Le système est modulé assez finement : « il n’y a pas de loup obèse », pour peu que les facteurs inhibiteurs (la difficulté de la chasse, de l’approvisionnement) soient de même ordre de grandeur que les facteurs stimulateurs (incitateurs). Dans le cas contraire (société de consommation), on augmente le risque d’être obèse : accès facile, stimulations sensorielles… Il faut donc identifier les facteurs incitateurs et inhibiteurs du comportement alimentaire du sujet.

Manger est la seule fonction vitale partagée.

Aspects hédoniques : La relation au plaisir module le comportement alimentaire (anorexie mentale, état dépressif, gourmand et compulsif). Meilleur c’est et plus l’on mange ; Plus varié c’est et plus l’on mange (« zapping alimentaire ») ; Manger est aussi se donner le droit au plaisir, sans culpabilité.

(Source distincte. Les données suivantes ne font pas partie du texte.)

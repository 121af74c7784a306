//! `metatrack init [--repository <name>] [--main-branch <name>] [--log-file] [--force]`

use std::path::{Path, PathBuf};

use anyhow::{bail, Context, Result};
use clap::Args;

use metatrack_core::{paths, Settings};

/// Write a default configuration file.
#[derive(Args, Debug)]
pub struct InitArgs {
    /// Name of the shared remote repository.
    #[arg(long)]
    pub repository: Option<String>,

    /// Branch that tracks the production org.
    #[arg(long)]
    pub main_branch: Option<String>,

    /// Log to ~/.metatrack/logs/metatrack.log instead of stderr.
    #[arg(long)]
    pub log_file: bool,

    /// Overwrite an existing configuration.
    #[arg(long)]
    pub force: bool,
}

impl InitArgs {
    pub fn run(self, home: &Path) -> Result<()> {
        let config = paths::config_path(home);
        if config.exists() && !self.force {
            bail!(
                "{} already exists; pass --force to overwrite it",
                config.display()
            );
        }

        let mut settings = Settings::default();
        if let Some(repository) = self.repository {
            settings.scm.repository = repository;
        }
        if let Some(main_branch) = self.main_branch {
            settings.scm.main_branch = main_branch;
        }
        if self.log_file {
            settings.logging.file = Some(PathBuf::from(paths::LOG_FILE));
        }
        settings
            .save_at(home)
            .with_context(|| format!("failed to write {}", config.display()))?;

        let orgs = paths::orgs_dir(home);
        std::fs::create_dir_all(&orgs)
            .with_context(|| format!("failed to create {}", orgs.display()))?;

        println!("✓ Wrote {}", config.display());
        println!("  Mirrored orgs go under {}", orgs.display());
        Ok(())
    }
}
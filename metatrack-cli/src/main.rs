//! metatrack: org metadata history and promotion CLI.
//!
//! # Usage
//!
//! ```text
//! metatrack init
//! metatrack env create <name> --username <u> --password <p> [--production]
//! metatrack env list [--json]
//! metatrack env describe <name> [--json]
//! metatrack env lock|unlock <name>
//! metatrack env update <name> [--username <u>] [--password <p>]
//! metatrack env delete <name> | --all
//! metatrack scan snapshot|changeset <name>
//! metatrack scan manifest <name>
//! metatrack integrate merge <source> <dest>
//! metatrack integrate rebase <org>
//! metatrack integrate resume|discard|status <dest>
//! ```

mod commands;
mod logging;

use anyhow::Result;
use clap::{Parser, Subcommand};

use commands::{env::EnvCommand, init::InitArgs, integrate::IntegrateCommand, scan::ScanCommand};

// ---------------------------------------------------------------------------
// CLI entry point
// ---------------------------------------------------------------------------

#[derive(Parser, Debug)]
#[command(
    name = "metatrack",
    version,
    about = "Track org metadata in version control and promote it between orgs",
    long_about = None,
)]
struct Cli {
    /// Log at debug level (RUST_LOG still takes precedence).
    #[arg(long, short = 'v', global = true)]
    verbose: bool,

    #[command(subcommand)]
    command: Commands,
}

#[derive(Subcommand, Debug)]
enum Commands {
    /// Write a default ~/.metatrack/config.yaml.
    Init(InitArgs),

    /// Register, inspect and remove tracked environments.
    Env {
        #[command(subcommand)]
        command: EnvCommand,
    },

    /// Record snapshots and replay changesets into version control.
    Scan {
        #[command(subcommand)]
        command: ScanCommand,
    },

    /// Promote one environment's changes into another.
    Integrate {
        #[command(subcommand)]
        command: IntegrateCommand,
    },
}

// ---------------------------------------------------------------------------
// Main
// ---------------------------------------------------------------------------

fn main() -> Result<()> {
    let cli = Cli::parse();
    let home = commands::home()?;
    logging::init(&home, cli.verbose);

    match cli.command {
        Commands::Init(args) => args.run(&home),
        Commands::Env { command } => commands::env::run(&home, command),
        Commands::Scan { command } => commands::scan::run(&home, command),
        Commands::Integrate { command } => commands::integrate::run(&home, command),
    }
}
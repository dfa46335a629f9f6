//! Relay: streams remote audio into a voice-style frame sink.
//!
//! ## Pipeline
//! 1. **Resolve**: `youtube-dl -j` turns a URL into a media URL plus duration.
//! 2. **Fetch**: ffmpeg transcodes fixed windows of the source into staged 48 kHz stereo WAVs,
//!    a few windows ahead of playback.
//! 3. **Encode**: each staged window is cut into 20 ms frames (PCM or Opus).
//! 4. **Sink**: frames are written, in real time, to a DCA-framed output file.
//!
//! ## Modes
//! - `run`: read control lines from stdin.
//! - `play`: play one URL and exit.

use anyhow::{Result, anyhow};
use clap::Parser;
use relay::cli::{Args, Command};
use relay::config::{RelayConfig, RelaySettings, TEMP_PREFIX};
use relay::{control, runtime};
use tracing_subscriber::EnvFilter;

#[tokio::main]
async fn main() -> Result<()> {
    let args = Args::parse();
    tracing_subscriber::fmt()
        .with_env_filter(EnvFilter::try_from_default_env().unwrap_or_else(|_| {
            EnvFilter::new("info,relay=info,segment_player=info")
        }))
        .init();

    let cfg = match args.config.as_ref() {
        Some(path) => RelayConfig::load(path)?,
        None => RelayConfig::default(),
    };
    let settings = RelaySettings::resolve(&cfg, args.output.clone(), args.temp_dir.clone());
    let temp_dir = settings.player.temp_dir.clone();

    match segment_player::cleanup_temp_files(&temp_dir, TEMP_PREFIX) {
        Ok(0) => {}
        Ok(n) => tracing::info!(count = n, "cleaned up stale temp files"),
        Err(e) => tracing::warn!("temp cleanup warning: {e}"),
    }

    let temp_dir_for_signal = temp_dir.clone();
    let _ = ctrlc::set_handler(move || {
        let _ = segment_player::cleanup_temp_files(&temp_dir_for_signal, TEMP_PREFIX);
        std::process::exit(130);
    });

    match args.cmd {
        Command::Run => runtime::run_control(settings).await,
        Command::Play {
            url,
            start,
            duration,
            end,
        } => {
            let request =
                control::track_request(&url, start, duration, end).map_err(|e| anyhow!(e))?;
            runtime::run_play(settings, request).await
        }
    }
}
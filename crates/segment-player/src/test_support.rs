use std::path::Path;
use std::sync::atomic::{AtomicUsize, Ordering};
use std::time::Duration;

use async_trait::async_trait;

use crate::encode::SAMPLE_RATE;
use crate::error::SegmentError;
use crate::fetch::Segment;
use crate::resolve::ResolvedSource;
use crate::schedule::Window;
use crate::staging::StagingArea;
use crate::transcode::Transcoder;

/// Write a 16-bit WAV where every channel of frame `i` holds `sample(i)`.
pub(crate) fn write_wav(
    path: &Path,
    channels: u16,
    sample_rate: u32,
    frames: usize,
    sample: impl Fn(usize) -> i16,
) {
    let spec = hound::WavSpec {
        channels,
        sample_rate,
        bits_per_sample: 16,
        sample_format: hound::SampleFormat::Int,
    };
    let mut writer = hound::WavWriter::create(path, spec).unwrap();
    for i in 0..frames {
        let value = sample(i);
        for _ in 0..channels {
            writer.write_sample(value).unwrap();
        }
    }
    writer.finalize().unwrap();
}

/// Stage and open a stereo 48 kHz segment of `frames` frames.
pub(crate) fn stage_segment(
    dir: &Path,
    index: usize,
    frames: usize,
    sample: impl Fn(usize) -> i16,
) -> (StagingArea, Segment) {
    let area = StagingArea::new(dir, "t").unwrap();
    let file = area.stage(&format!("w{index}")).unwrap();
    write_wav(file.path(), 2, SAMPLE_RATE, frames, sample);
    let window = Window {
        index,
        start: Duration::ZERO,
        duration: Duration::from_millis((frames as u64 * 1000) / SAMPLE_RATE as u64),
    };
    let segment = Segment::open(window, file).unwrap();
    (area, segment)
}

pub(crate) fn source(secs: u64) -> ResolvedSource {
    ResolvedSource {
        url: "test://track".to_string(),
        media_url: "test://media".to_string(),
        title: Some("Test".to_string()),
        duration: Some(Duration::from_secs(secs)),
    }
}

/// A stereo 48 kHz WAV laid out the way ffmpeg writes it (`fmt `, `LIST`/`INFO`, `data`)
/// with an empty data chunk.
pub(crate) fn header_only_wav() -> Vec<u8> {
    let mut info = Vec::new();
    info.extend_from_slice(b"INFO");
    info.extend_from_slice(b"ISFT");
    info.extend_from_slice(&14u32.to_le_bytes());
    info.extend_from_slice(b"Lavf60.16.100\0");

    let mut body = Vec::new();
    body.extend_from_slice(b"WAVE");
    body.extend_from_slice(b"fmt ");
    body.extend_from_slice(&16u32.to_le_bytes());
    body.extend_from_slice(&1u16.to_le_bytes());
    body.extend_from_slice(&2u16.to_le_bytes());
    body.extend_from_slice(&SAMPLE_RATE.to_le_bytes());
    body.extend_from_slice(&(SAMPLE_RATE * 4).to_le_bytes());
    body.extend_from_slice(&4u16.to_le_bytes());
    body.extend_from_slice(&16u16.to_le_bytes());
    body.extend_from_slice(b"LIST");
    body.extend_from_slice(&(info.len() as u32).to_le_bytes());
    body.extend_from_slice(&info);
    body.extend_from_slice(b"data");
    body.extend_from_slice(&0u32.to_le_bytes());

    let mut wav = Vec::new();
    wav.extend_from_slice(b"RIFF");
    wav.extend_from_slice(&(body.len() as u32).to_le_bytes());
    wav.extend_from_slice(&body);
    wav
}

#[derive(Clone, Copy, PartialEq, Eq)]
enum Output {
    Samples,
    Nothing,
    HeaderOnly,
}

/// Writes a WAV per window (or nothing, or a scripted failure) and counts calls.
pub(crate) struct ScriptedTranscoder {
    channels: u16,
    output: Output,
    fail_at: Option<usize>,
    calls: AtomicUsize,
}

impl ScriptedTranscoder {
    fn with_channels(channels: u16) -> Self {
        Self {
            channels,
            output: Output::Samples,
            fail_at: None,
            calls: AtomicUsize::new(0),
        }
    }

    pub(crate) fn stereo() -> Self {
        Self::with_channels(2)
    }

    pub(crate) fn mono() -> Self {
        Self::with_channels(1)
    }

    pub(crate) fn silent() -> Self {
        Self {
            output: Output::Nothing,
            ..Self::stereo()
        }
    }

    pub(crate) fn header_only() -> Self {
        Self {
            output: Output::HeaderOnly,
            ..Self::stereo()
        }
    }

    pub(crate) fn failing_at(mut self, window: usize) -> Self {
        self.fail_at = Some(window);
        self
    }

    pub(crate) fn calls(&self) -> usize {
        self.calls.load(Ordering::SeqCst)
    }
}

#[async_trait]
impl Transcoder for ScriptedTranscoder {
    async fn transcode(
        &self,
        _source: &ResolvedSource,
        window: &Window,
        dest: &Path,
    ) -> Result<(), SegmentError> {
        self.calls.fetch_add(1, Ordering::SeqCst);
        if self.fail_at == Some(window.index) {
            return Err(SegmentError::FetchFailed("scripted failure".to_string()));
        }
        match self.output {
            Output::Nothing => return Ok(()),
            Output::HeaderOnly => {
                std::fs::write(dest, header_only_wav())?;
                return Ok(());
            }
            Output::Samples => {}
        }
        let frames = window.duration.as_millis() as usize * (SAMPLE_RATE as usize / 1000);
        write_wav(dest, self.channels, SAMPLE_RATE, frames, |i| (i / 960) as i16);
        Ok(())
    }
}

Aspects émotionnels : L’alimentation module l’humeur. Donc manger est une manière de contrôler ses émotions :

  • L’anxiété pousse les animaux à manger,
  • Le stress chronique (de petits facteurs stresseurs répétitifs) pousse à accroître le nombre et l’importance des prises alimentaires, pour « gérer » l’anxiété,
  • Manger améliore l’humeur : en mangeant du sucré-gras, le sujet libère tyrosine et tryptophane de leurs transporteurs (vs acides aminés aromatiques). De ce fait, on en favorise le passage, via le noyau arqué, vers le système limbique, où sont synthétisés Dopamine (précurseur tyrosine) et sérotonine (précurseur tryptophane).

4. Les troubles associés à la restriction alimentaire

Le modèle d’Ancel KEYS (USA, 1945) : Ce scientifique a pris 36 volontaires sains de corps et d’esprit et les a mis sous régime hypocalorique sévère et déséquilibré (surtout légumes verts, fruits, peu de viande et de laitage) et leur a demandé d’augmenter leur activité physique. Tous l’ont fait. Après 3 mois, ils avaient perdu 18 kg et avaient différents troubles :
Troubles du sommeil ; Troubles de l’humeur : humeur instable, labile, état dépressif ; Troubles relationnels : conflits avec autrui, colères immotivées ; Troubles obsessionnels : vis-à-vis de l’alimentation, mais pas seulement ; Troubles sexuels et mise en doute de l’image de soi (perte d’estime de soi) ; Troubles de concentration : mémoire active, capacités à faire des liens ; Troubles du comportement alimentaire : rituels, découpage en petits morceaux, potomanie… et à terme crises compulsives alimentaires ; Hyperactivité physique et psychique (d’où troubles du sommeil) et phases pseudo-maniaques.
Le pire est qu’il a fallu à certains 6 à 24 mois pour retrouver l’état psychique antérieur.

5. Conclusion

Un régime pour maigrir (ou pour grossir) n’est jamais une prescription simple et facile à suivre. Il faut infléchir le comportement alimentaire, ce qui n’est ni aisé ni immédiat. Ce dernier est fonction d’éléments incitateurs et inhibiteurs qu’il faut mobiliser. Il faut craindre les effets délétères possibles de la restriction « cognitive » sur l’équilibre psychologique.